Desperately, he's trying to come up with the right answer to give to the adults who aren't too happy with the window situation.
Denial sure didn't work. Got him banned from baseball.
Bravado? Nope. Pretending not to care? Didn't work either.
Now, based on a radio interview, Rose is willing to say whatever anybody wants him to say if it'll get him reinstated and maybe into Cooperstown.
Bet on my own team? Every day! Twice on Sundays!
In Rose's mind, this paints him only guilty of being a manager who loved too much.
As always, it then seems to catch him by surprise when the rest of the baseball world doesn't quite share his viewpoint.

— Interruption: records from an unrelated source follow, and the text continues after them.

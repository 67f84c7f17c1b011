//! Lightweight parser and decoder for JVM class files.
//!
//! Only the sections the interpreter consumes are decoded : the constant
//! pool, the method table and each method's `Code` attribute. Every other
//! attribute is skipped by its declared length. Constant kinds outside the
//! supported integer/reference subset (longs, doubles, floats, the
//! dynamic-linking tags) are rejected up front.
use byteorder::{BigEndian, ReadBytesExt};
use std::collections::HashMap;
use std::fmt;
use std::fs;
use std::io;
use std::io::{Cursor, Read, Seek};
use std::path::Path;

/// Values of magic bytes of a JVM class file.
const JVM_CLASS_FILE_MAGIC: u32 = 0xCAFE_BABE;

/// `ClassFileError` represents the ways reading a class file can fail,
/// from I/O problems to structurally well-formed files that use features
/// outside the supported subset.
#[derive(Debug)]
pub enum ClassFileError {
    Io(io::Error),
    BadMagic(u32),
    UnsupportedConstant(u8),
    MalformedUtf8,
    MalformedAttributeName(u16),
    MissingCodeAttribute(String),
    MalformedDescriptor(String),
}

impl fmt::Display for ClassFileError {
    fn fmt(&self, f: &mut fmt::Formatter<'_>) -> fmt::Result {
        match self {
            Self::Io(err) => write!(f, "i/o error reading class file: {err}"),
            Self::BadMagic(magic) => {
                write!(f, "expected magic 0xCAFEBABE, found {magic:#010x}")
            }
            Self::UnsupportedConstant(tag) => {
                write!(f, "unsupported constant pool tag {tag}")
            }
            Self::MalformedUtf8 => {
                write!(f, "constant pool holds invalid UTF-8")
            }
            Self::MalformedAttributeName(index) => {
                write!(
                    f,
                    "attribute name at constant pool index {index} is not UTF-8"
                )
            }
            Self::MissingCodeAttribute(name) => {
                write!(f, "method {name} has no Code attribute")
            }
            Self::MalformedDescriptor(descriptor) => {
                write!(f, "cannot decode method descriptor {descriptor}")
            }
        }
    }
}

impl From<io::Error> for ClassFileError {
    fn from(err: io::Error) -> Self {
        Self::Io(err)
    }
}

/// `CPInfo` represents constant pool entries.
#[derive(Debug, Clone)]
pub enum CPInfo {
    ConstantClass {
        name_index: u16,
    },
    ConstantFieldRef {
        class_index: u16,
        name_and_type_index: u16,
    },
    ConstantMethodRef {
        class_index: u16,
        name_and_type_index: u16,
    },
    ConstantInterfaceMethodRef {
        class_index: u16,
        name_and_type_index: u16,
    },
    ConstantString {
        string_index: u16,
    },
    ConstantInteger {
        bytes: u32,
    },
    ConstantNameAndType {
        name_index: u16,
        descriptor_index: u16,
    },
    ConstantUtf8 {
        bytes: String,
    },
    // Proxy value used to populate the gaps in the constant pool.
    Unspecified,
}

/// `ConstantKind` encodes the kind of a constant in the constants pool.
#[repr(u8)]
#[derive(Debug, Copy, Clone)]
enum ConstantKind {
    Utf8 = 1,
    Integer = 3,
    Class = 7,
    String = 8,
    FieldRef = 9,
    MethodRef = 10,
    InterfaceMethodRef = 11,
    NameAndType = 12,
    Unspecified,
}

impl From<u8> for ConstantKind {
    fn from(v: u8) -> Self {
        match v {
            1 => Self::Utf8,
            3 => Self::Integer,
            7 => Self::Class,
            8 => Self::String,
            9 => Self::FieldRef,
            10 => Self::MethodRef,
            11 => Self::InterfaceMethodRef,
            12 => Self::NameAndType,
            _ => Self::Unspecified,
        }
    }
}

#[derive(Debug, Clone)]
pub enum AttributeInfo {
    CodeAttribute {
        max_stack: u16,
        max_locals: u16,
        code: Vec<u8>,
    },
}

const ATTRIBUTE_NAME_CODE: &str = "Code";

#[derive(Debug, Clone)]
pub struct FieldInfo {
    access_flag: u16,
    name_index: u16,
    descriptor_index: u16,
    attributes: HashMap<String, AttributeInfo>,
}

#[derive(Debug, Clone)]
pub struct MethodInfo {
    access_flag: u16,
    name_index: u16,
    descriptor_index: u16,
    attributes: HashMap<String, AttributeInfo>,
}

impl MethodInfo {
    pub const fn access_flag(&self) -> u16 {
        self.access_flag
    }

    pub const fn name_index(&self) -> u16 {
        self.name_index
    }

    pub const fn descriptor_index(&self) -> u16 {
        self.descriptor_index
    }

    pub const fn attributes(&self) -> &HashMap<String, AttributeInfo> {
        &self.attributes
    }
}

/// `JVMClassFile` represents a Java class file.
#[derive(Debug, Clone)]
pub struct JVMClassFile {
    magic: u32,
    minor_version: u16,
    major_version: u16,
    constant_pool: Vec<CPInfo>,
    access_flags: u16,
    this_class: u16,
    super_class: u16,
    interfaces: Vec<u16>,
    fields: Vec<FieldInfo>,
    methods: Vec<MethodInfo>,
}

impl JVMClassFile {
    pub const fn magic(&self) -> u32 {
        self.magic
    }

    pub const fn minor_version(&self) -> u16 {
        self.minor_version
    }

    pub const fn major_version(&self) -> u16 {
        self.major_version
    }

    pub fn constant_pool(&self) -> &[CPInfo] {
        &self.constant_pool
    }

    pub fn methods(&self) -> &[MethodInfo] {
        &self.methods
    }
}

/// `JVMParser` namespaces functions that handle parsing of Java class files.
#[derive(Debug)]
pub struct JVMParser;

impl JVMParser {
    /// Parse a preloaded Java class file.
    pub fn parse(
        class_file_bytes: &[u8],
    ) -> Result<JVMClassFile, ClassFileError> {
        // Create a new cursor on the class file bytes.
        let mut buffer = Cursor::new(class_file_bytes);
        // Read the magic header and the class file version numbers.
        let magic = buffer.read_u32::<BigEndian>()?;
        if magic != JVM_CLASS_FILE_MAGIC {
            return Err(ClassFileError::BadMagic(magic));
        }
        let minor_version = buffer.read_u16::<BigEndian>()?;
        let major_version = buffer.read_u16::<BigEndian>()?;
        // Allocate a new pool and populate it with the constants. The first
        // usable entry sits at index 1 according to the JVM spec, index 0
        // stays `Unspecified`.
        let constant_pool_count = buffer.read_u16::<BigEndian>()?;
        let mut constant_pool =
            vec![CPInfo::Unspecified; constant_pool_count as usize];
        for ii in 1..constant_pool_count as usize {
            let tag = buffer.read_u8()?;
            let value = match ConstantKind::from(tag) {
                ConstantKind::Class => CPInfo::ConstantClass {
                    name_index: buffer.read_u16::<BigEndian>()?,
                },
                ConstantKind::FieldRef => CPInfo::ConstantFieldRef {
                    class_index: buffer.read_u16::<BigEndian>()?,
                    name_and_type_index: buffer.read_u16::<BigEndian>()?,
                },
                ConstantKind::MethodRef => CPInfo::ConstantMethodRef {
                    class_index: buffer.read_u16::<BigEndian>()?,
                    name_and_type_index: buffer.read_u16::<BigEndian>()?,
                },
                ConstantKind::InterfaceMethodRef => {
                    CPInfo::ConstantInterfaceMethodRef {
                        class_index: buffer.read_u16::<BigEndian>()?,
                        name_and_type_index: buffer.read_u16::<BigEndian>()?,
                    }
                }
                ConstantKind::String => CPInfo::ConstantString {
                    string_index: buffer.read_u16::<BigEndian>()?,
                },
                ConstantKind::Integer => CPInfo::ConstantInteger {
                    bytes: buffer.read_u32::<BigEndian>()?,
                },
                ConstantKind::NameAndType => CPInfo::ConstantNameAndType {
                    name_index: buffer.read_u16::<BigEndian>()?,
                    descriptor_index: buffer.read_u16::<BigEndian>()?,
                },
                ConstantKind::Utf8 => {
                    let length = buffer.read_u16::<BigEndian>()?;
                    let mut buf = vec![0u8; length as usize];
                    buffer.read_exact(&mut buf)?;
                    CPInfo::ConstantUtf8 {
                        bytes: String::from_utf8(buf)
                            .map_err(|_| ClassFileError::MalformedUtf8)?,
                    }
                }
                ConstantKind::Unspecified => {
                    return Err(ClassFileError::UnsupportedConstant(tag));
                }
            };
            constant_pool[ii] = value;
        }

        let access_flags = buffer.read_u16::<BigEndian>()?;
        let this_class = buffer.read_u16::<BigEndian>()?;
        let super_class = buffer.read_u16::<BigEndian>()?;

        let interfaces_count = buffer.read_u16::<BigEndian>()?;
        let mut interfaces = Vec::with_capacity(interfaces_count as usize);
        for _ in 0..interfaces_count {
            interfaces.push(buffer.read_u16::<BigEndian>()?);
        }

        let fields = parse_fields(&mut buffer, &constant_pool)?;
        let methods = parse_methods(&mut buffer, &constant_pool)?;

        Ok(JVMClassFile {
            magic,
            minor_version,
            major_version,
            constant_pool,
            access_flags,
            this_class,
            super_class,
            interfaces,
            fields,
            methods,
        })
    }
}

/// Parse fields.
fn parse_fields(
    reader: &mut (impl Read + Seek),
    constant_pool: &[CPInfo],
) -> Result<Vec<FieldInfo>, ClassFileError> {
    let fields_count = reader.read_u16::<BigEndian>()?;
    let mut fields: Vec<FieldInfo> = Vec::with_capacity(fields_count as usize);

    for _ in 0..fields_count {
        let access_flag = reader.read_u16::<BigEndian>()?;
        let name_index = reader.read_u16::<BigEndian>()?;
        let descriptor_index = reader.read_u16::<BigEndian>()?;
        let attributes = parse_attribute_info(reader, constant_pool)?;
        fields.push(FieldInfo {
            access_flag,
            name_index,
            descriptor_index,
            attributes,
        });
    }

    Ok(fields)
}

/// Parse methods.
fn parse_methods(
    reader: &mut (impl Read + Seek),
    constant_pool: &[CPInfo],
) -> Result<Vec<MethodInfo>, ClassFileError> {
    let methods_count = reader.read_u16::<BigEndian>()?;
    let mut methods: Vec<MethodInfo> =
        Vec::with_capacity(methods_count as usize);

    for _ in 0..methods_count {
        let access_flag = reader.read_u16::<BigEndian>()?;
        let name_index = reader.read_u16::<BigEndian>()?;
        let descriptor_index = reader.read_u16::<BigEndian>()?;
        let attributes = parse_attribute_info(reader, constant_pool)?;
        methods.push(MethodInfo {
            access_flag,
            name_index,
            descriptor_index,
            attributes,
        });
    }

    Ok(methods)
}

/// Parse an attribute table, decoding `Code` attributes and skipping all
/// others by their declared length.
fn parse_attribute_info(
    reader: &mut (impl Read + Seek),
    constant_pool: &[CPInfo],
) -> Result<HashMap<String, AttributeInfo>, ClassFileError> {
    let attribute_count = reader.read_u16::<BigEndian>()?;
    let mut attributes: HashMap<String, AttributeInfo> = HashMap::new();
    for _ in 0..attribute_count {
        let attribute_name_index = reader.read_u16::<BigEndian>()?;
        let attribute_name =
            match constant_pool.get(attribute_name_index as usize) {
                Some(CPInfo::ConstantUtf8 { bytes }) => bytes.clone(),
                _ => {
                    return Err(ClassFileError::MalformedAttributeName(
                        attribute_name_index,
                    ));
                }
            };
        let attribute_length = reader.read_u32::<BigEndian>()?;
        if attribute_name == ATTRIBUTE_NAME_CODE {
            let max_stack = reader.read_u16::<BigEndian>()?;
            let max_locals = reader.read_u16::<BigEndian>()?;
            let code_length = reader.read_u32::<BigEndian>()?;
            let mut code = vec![0u8; code_length as usize];
            reader.read_exact(&mut code)?;
            // The exception table and nested attributes (line numbers,
            // stack map table) play no part in execution, skip them.
            let exception_table_length = reader.read_u16::<BigEndian>()?;
            reader.seek(io::SeekFrom::Current(
                i64::from(exception_table_length) * 8,
            ))?;
            skip_attribute_info(reader)?;
            attributes.insert(
                attribute_name,
                AttributeInfo::CodeAttribute {
                    max_stack,
                    max_locals,
                    code,
                },
            );
        } else {
            reader.seek(io::SeekFrom::Current(i64::from(attribute_length)))?;
        }
    }
    Ok(attributes)
}

/// Skip over an attribute table without decoding it.
fn skip_attribute_info(
    reader: &mut (impl Read + Seek),
) -> Result<(), ClassFileError> {
    let attribute_count = reader.read_u16::<BigEndian>()?;
    for _ in 0..attribute_count {
        let _attribute_name_index = reader.read_u16::<BigEndian>()?;
        let attribute_length = reader.read_u32::<BigEndian>()?;
        reader.seek(io::SeekFrom::Current(i64::from(attribute_length)))?;
    }
    Ok(())
}

/// Helper function to read a class file into a buffer.
pub fn read_class_file(fp: &Path) -> io::Result<Vec<u8>> {
    fs::read(fp)
}
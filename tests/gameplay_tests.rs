//! End-to-end gameplay scenarios through the public engine surface.
//!
//! Each test drives an `Engine` with scripted tiles so queue contents are
//! known exactly.

use just_divide::core::BEST_SCORE_KEY;
use just_divide::{
    Command, Engine, GameConfig, GameRng, GameState, KeyValueStore, MemoryStore, Phase, Position,
    Rejection, ScriptedTiles, Tile,
};

fn engine(tiles: &[Tile]) -> Engine<ScriptedTiles, MemoryStore> {
    Engine::new(GameConfig::default(), ScriptedTiles::new(tiles.to_vec()), MemoryStore::new())
}

/// Equal tiles clear each other and score their sum.
#[test]
fn test_equal_merge() {
    let mut game = engine(&[6, 6, 5]);

    game.place_tile(0, 0, 6, false).unwrap();
    game.place_tile(0, 1, 6, false).unwrap();

    assert_eq!(game.grid().get(Position::new(0, 0)), None);
    assert_eq!(game.grid().get(Position::new(0, 1)), None);
    assert_eq!(game.score(), 12);
}

/// A divisible pair leaves the quotient where the larger tile was.
#[test]
fn test_divisible_merge() {
    let mut game = engine(&[4, 12, 5]);

    game.place_tile(0, 0, 4, false).unwrap();
    game.place_tile(0, 1, 12, false).unwrap();

    assert_eq!(game.grid().get(Position::new(0, 1)), Some(3));
    assert_eq!(game.grid().get(Position::new(0, 0)), None);
    assert_eq!(game.score(), 12);
}

/// Coprime tiles just sit next to each other.
#[test]
fn test_no_merge() {
    let mut game = engine(&[5, 7, 11]);

    game.place_tile(0, 0, 5, false).unwrap();
    game.place_tile(0, 1, 7, false).unwrap();

    assert_eq!(game.grid().get(Position::new(0, 0)), Some(5));
    assert_eq!(game.grid().get(Position::new(0, 1)), Some(7));
    assert_eq!(game.score(), 0);
}

/// Only one merge per placement, even when the remainder could merge again.
#[test]
fn test_merges_do_not_cascade() {
    let mut game = engine(&[8, 2, 16, 5]);

    game.place_tile(0, 0, 8, false).unwrap();
    game.place_tile(0, 2, 2, false).unwrap();
    // 16 checks right before left, so it merges with the 2.
    game.place_tile(0, 1, 16, false).unwrap();

    // The remainder 8 now sits next to the other 8 and stays there.
    assert_eq!(game.grid().get(Position::new(0, 0)), Some(8));
    assert_eq!(game.grid().get(Position::new(0, 1)), Some(8));
    assert_eq!(game.grid().get(Position::new(0, 2)), None);
    assert_eq!(game.score(), 16);
}

/// A full grid of pairwise non-mergeable tiles ends the game.
#[test]
fn test_game_over_on_full_grid() {
    // Distinct primes never divide each other.
    let primes: Vec<Tile> = vec![2, 3, 5, 7, 11, 13, 17, 19, 23, 29, 31, 37, 41, 43, 47, 53];
    let config = GameConfig::default().with_tile_range(2, 60);
    let mut game = Engine::new(config, ScriptedTiles::new(primes.clone()), MemoryStore::new());

    for (i, pos) in Position::all().enumerate() {
        assert!(!game.is_game_over(), "over before cell {}", i);
        game.place_tile(pos.row, pos.col, primes[i], false).unwrap();
    }

    assert!(game.is_game_over());
    assert_eq!(game.phase(), Phase::GameOver);
    assert_eq!(game.score(), 0);

    // Further play is refused; undo reopens the last cell.
    assert_eq!(game.place_tile(0, 0, 2, false), Err(Rejection::GameOver));
    game.undo().unwrap();
    assert!(!game.is_game_over());
    assert!(game.grid().is_vacant(Position::new(3, 3)));
}

/// With no charges, discarding does nothing.
#[test]
fn test_trash_rejected_without_charges() {
    let config = GameConfig::default().with_starting_trash_charges(0);
    let mut game = Engine::new(config, ScriptedTiles::new(vec![5, 7, 11]), MemoryStore::new());
    let before = game.state().clone();

    assert_eq!(game.discard_tile(5, false), Err(Rejection::NoTrashCharges));
    assert_eq!(game.state(), &before);
    assert_eq!(game.trash_charges(), 0);
}

/// Trash charges run out after the starting three.
#[test]
fn test_trash_charges_deplete() {
    let mut game = engine(&[5, 7, 11, 13]);

    for expected in [2, 1, 0] {
        let front = game.active_tile().unwrap();
        game.discard_tile(front, false).unwrap();
        assert_eq!(game.trash_charges(), expected);
    }

    let front = game.active_tile().unwrap();
    assert_eq!(game.discard_tile(front, false), Err(Rejection::NoTrashCharges));
}

/// Levels follow score; a jump over several thresholds grants one charge.
#[test]
fn test_level_and_trash_on_level_up() {
    let mut game = engine(&[20, 20, 5]);

    game.place_tile(0, 0, 20, false).unwrap();
    game.place_tile(0, 1, 20, false).unwrap();

    assert_eq!(game.score(), 40);
    assert_eq!(game.level(), 5);
    assert_eq!(game.trash_charges(), 3 + 1);
}

/// Place then undo restores everything but the history depth.
#[test]
fn test_place_undo_round_trip() {
    let mut game = engine(&[5, 7, 11, 13]);
    game.place_tile(2, 2, 5, false).unwrap();
    let before = game.state().clone();

    game.place_tile(2, 3, 7, false).unwrap();
    assert_eq!(game.history_len(), before.history_len() + 1);

    game.undo().unwrap();
    assert_eq!(game.state(), &before);
    assert_eq!(game.history_len(), 1);
}

/// Each undo removes exactly one snapshot; an empty history rejects.
#[test]
fn test_undo_steps_back_one_move_at_a_time() {
    let mut game = engine(&[5, 7, 11, 13, 17]);
    let opening = game.state().clone();

    game.place_tile(0, 0, 5, false).unwrap();
    game.stash_in_keep(7, false).unwrap();
    game.discard_tile(11, false).unwrap();
    assert_eq!(game.history_len(), 3);

    game.undo().unwrap();
    assert_eq!(game.trash_charges(), 3);
    game.undo().unwrap();
    assert_eq!(game.keep(), None);
    game.undo().unwrap();
    assert_eq!(game.state(), &opening);

    assert_eq!(game.undo(), Err(Rejection::NothingToUndo));
}

/// Stashing into an empty keep consumes the queue; a second stash swaps.
#[test]
fn test_keep_slot_flow() {
    let mut game = engine(&[5, 7, 11, 13]);

    game.stash_in_keep(5, false).unwrap();
    assert_eq!(game.keep(), Some(5));
    assert_eq!(game.queue().collect::<Vec<_>>(), vec![7, 11, 13]);

    game.stash_in_keep(7, false).unwrap();
    assert_eq!(game.keep(), Some(7));
    assert_eq!(game.queue().collect::<Vec<_>>(), vec![5, 11, 13]);

    assert_eq!(game.stash_in_keep(7, true), Err(Rejection::AlreadyKept));

    game.place_tile(3, 0, 7, true).unwrap();
    assert_eq!(game.keep(), None);
    assert_eq!(game.queue().collect::<Vec<_>>(), vec![5, 11, 13]);
}

/// Restart wipes the game but keeps the best score.
#[test]
fn test_restart_preserves_best_score() {
    let mut game = engine(&[6, 6, 5]);
    game.place_tile(0, 0, 6, false).unwrap();
    game.place_tile(0, 1, 6, false).unwrap();
    game.tick().unwrap();

    game.restart().unwrap();

    assert_eq!(game.best_score(), 12);
    assert_eq!(game.score(), 0);
    assert_eq!(game.level(), 1);
    assert_eq!(game.elapsed_seconds(), 0);
    assert_eq!(game.history_len(), 0);
    assert_eq!(game.queue().count(), 3);
    assert_eq!(game.store().get(BEST_SCORE_KEY).unwrap().as_deref(), Some("12"));
}

/// The clock only runs while playing.
#[test]
fn test_pause_freezes_clock_and_moves() {
    let mut game = engine(&[5, 7, 11]);

    game.tick().unwrap();
    game.toggle_pause().unwrap();
    assert_eq!(game.phase(), Phase::Paused);

    assert_eq!(game.tick(), Err(Rejection::Paused));
    assert_eq!(game.place_tile(0, 0, 5, false), Err(Rejection::Paused));
    assert_eq!(game.elapsed_seconds(), 1);

    game.toggle_pause().unwrap();
    game.tick().unwrap();
    assert_eq!(game.elapsed_seconds(), 2);
}

/// Hints around a lone 9 for an active 3 cover exactly its empty neighbours.
#[test]
fn test_hints_for_active_tile() {
    let mut game = engine(&[9, 3, 3]);
    game.place_tile(1, 1, 9, false).unwrap();
    game.toggle_hints().unwrap();

    let hints = game.hint_cells().to_vec();
    for n in Position::new(1, 1).neighbors() {
        assert!(hints.contains(&n));
    }
    assert!(!hints.contains(&Position::new(0, 0)));
    assert!(!hints.contains(&Position::new(3, 3)));
}

/// Every command can be fed through `dispatch` directly.
#[test]
fn test_dispatch_surface() {
    let mut game = Engine::with_seed(99);
    let front = game.active_tile().unwrap();

    game.dispatch(Command::place(1, 1, front, false)).unwrap();
    game.dispatch(Command::ToggleHints).unwrap();
    game.dispatch(Command::Tick).unwrap();
    game.dispatch(Command::Undo).unwrap();

    assert_eq!(game.history_len(), 0);
    assert!(game.grid().is_vacant(Position::new(1, 1)));
}

/// The same seed and the same commands give the same game.
#[test]
fn test_deterministic_replay() {
    let play = |seed: u64| -> GameState {
        let mut game = Engine::new(GameConfig::default(), GameRng::new(seed), MemoryStore::new());
        for pos in Position::all().take(10) {
            let front = game.active_tile().unwrap();
            let _ = game.place_tile(pos.row, pos.col, front, false);
        }
        game.state().clone()
    };

    assert_eq!(play(2024), play(2024));
}

/// Engines share nothing.
#[test]
fn test_independent_engines() {
    let mut a = engine(&[6, 6, 5]);
    let b = engine(&[6, 6, 5]);

    a.place_tile(0, 0, 6, false).unwrap();

    assert_eq!(a.history_len(), 1);
    assert_eq!(b.history_len(), 0);
    assert!(b.grid().is_vacant(Position::new(0, 0)));
}
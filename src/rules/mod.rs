//! Game rules for Just Divide.
//!
//! - `merge`: the equality/divisibility merge and its single-step resolution
//! - `hints`: which empty cells would merge with the active tile
//! - `transition`: the pure `(state, command) -> state` function
//!
//! Nothing here owns state or performs I/O; `crate::engine` wires these
//! functions to storage, logging and the clock.

pub mod merge;
pub mod hints;
pub mod transition;

pub use hints::compute_hints;
pub use merge::{can_merge, resolve, Merge};
pub use transition::{apply, Transition};
//! Placement hints: empty cells where the active tile would merge at once.

use crate::core::grid::{Grid, Position, Tile};

use super::merge::can_merge;

/// Every empty cell with an orthogonal neighbour that `active` can merge with.
///
/// Pure and idempotent; results are in row-major order.
///
/// ```
/// use just_divide::core::{Grid, Position};
/// use just_divide::rules::compute_hints;
///
/// let mut grid = Grid::new();
/// grid[Position::new(0, 0)] = Some(10);
///
/// assert_eq!(compute_hints(&grid, 5), vec![Position::new(0, 1), Position::new(1, 0)]);
/// assert!(compute_hints(&grid, 3).is_empty());
/// ```
#[must_use]
pub fn compute_hints(grid: &Grid, active: Tile) -> Vec<Position> {
    grid.vacant_positions()
        .filter(|pos| {
            pos.neighbors()
                .into_iter()
                .filter_map(|n| grid.get(n))
                .any(|v| can_merge(active, v))
        })
        .collect()
}
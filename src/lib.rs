//! # just-divide
//!
//! State engine for Just Divide, a single-player tile puzzle: drop numbered
//! tiles on a 4x4 grid; a tile next to an equal or evenly dividing tile
//! merges with it, leaving the quotient or clearing both cells.
//!
//! ## Design Principles
//!
//! 1. **Pure Transitions**: `rules::apply` maps `(state, command)` to a new
//!    state or a `Rejection`. It never mutates its input and performs no I/O.
//!
//! 2. **Owned State**: No globals. An `Engine` owns one game and is its only
//!    mutation entry point; engines can coexist freely.
//!
//! 3. **Injected Randomness**: Tiles come from a `TileSource`. `GameRng`
//!    (ChaCha8) is seedable, so every game can be replayed.
//!
//! ## Architecture
//!
//! - **Snapshot Undo**: Each move pushes a full snapshot onto an `im`
//!   persistent vector, so history costs O(1) per move to record.
//!
//! - **Side Effects at the Edge**: Best-score persistence, hint refresh and
//!   logging happen in `Engine`, after the transition is committed.
//!
//! ## Modules
//!
//! - `core`: Grid, positions, state, commands, RNG, configuration
//! - `rules`: Merge resolution, hints, the transition function
//! - `engine`: The owning engine and its command/query surface
//! - `store`: Best-score persistence
//! - `clock`: Background tick thread

pub mod core;
pub mod rules;
pub mod engine;
pub mod store;
pub mod clock;

// Re-export commonly used types
pub use crate::core::{
    Command, Rejection,
    Direction, Grid, Position, Tile,
    ConfigError, GameConfig, GameRng, GameRngState, ScriptedTiles, TileSource,
    GameState, Phase,
};

pub use crate::rules::{apply, can_merge, compute_hints, Merge, Transition};

pub use crate::engine::Engine;

pub use crate::store::{JsonFileStore, KeyValueStore, MemoryStore, StoreError};

pub use crate::clock::Clock;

In this case, for starters, it only confirms him as an unrepentant liar when, long after the fact, he acknowledges that the facts of the Dowd report were basically bang on.
And betting on your own team? What could possibly be wrong with that?
With money in the balance, there's the issue of how a manager might choose to handle his pitching staff or any injuries his team might have.
Morever, since 162 bets per season seems unlikely, what was he telling other bettors when he didn't lay down a few bucks?
Then, of course, there's the relatively minor detail of this all being strictly verboten by the lords of baseball.
See, I've always believed that Rose should be on the Hall of Fame ballot, which he isn't, with the voters charged with that particular privilege then allowed to make the decision.
Given that which happened to Mark McGwire in the most recent round of balloting, I don't see Rose suddenly skating through.
But his other dream, of reinstatement to baseball and returning to the dugout, seems more far-fetched than ever.
He wants to come up with the right answer, not understanding that the time for that has long past.
It was probably back when the Dowd Report was originally produced.
Or maybe when Jim Gray asked him to come clean on national television.
But saying now that he bet and bet and bet on his own Reds isn't going to come close to getting it done.
One wonders if McGwire is watching, possibly thinking of revising his own stonewalling strategy.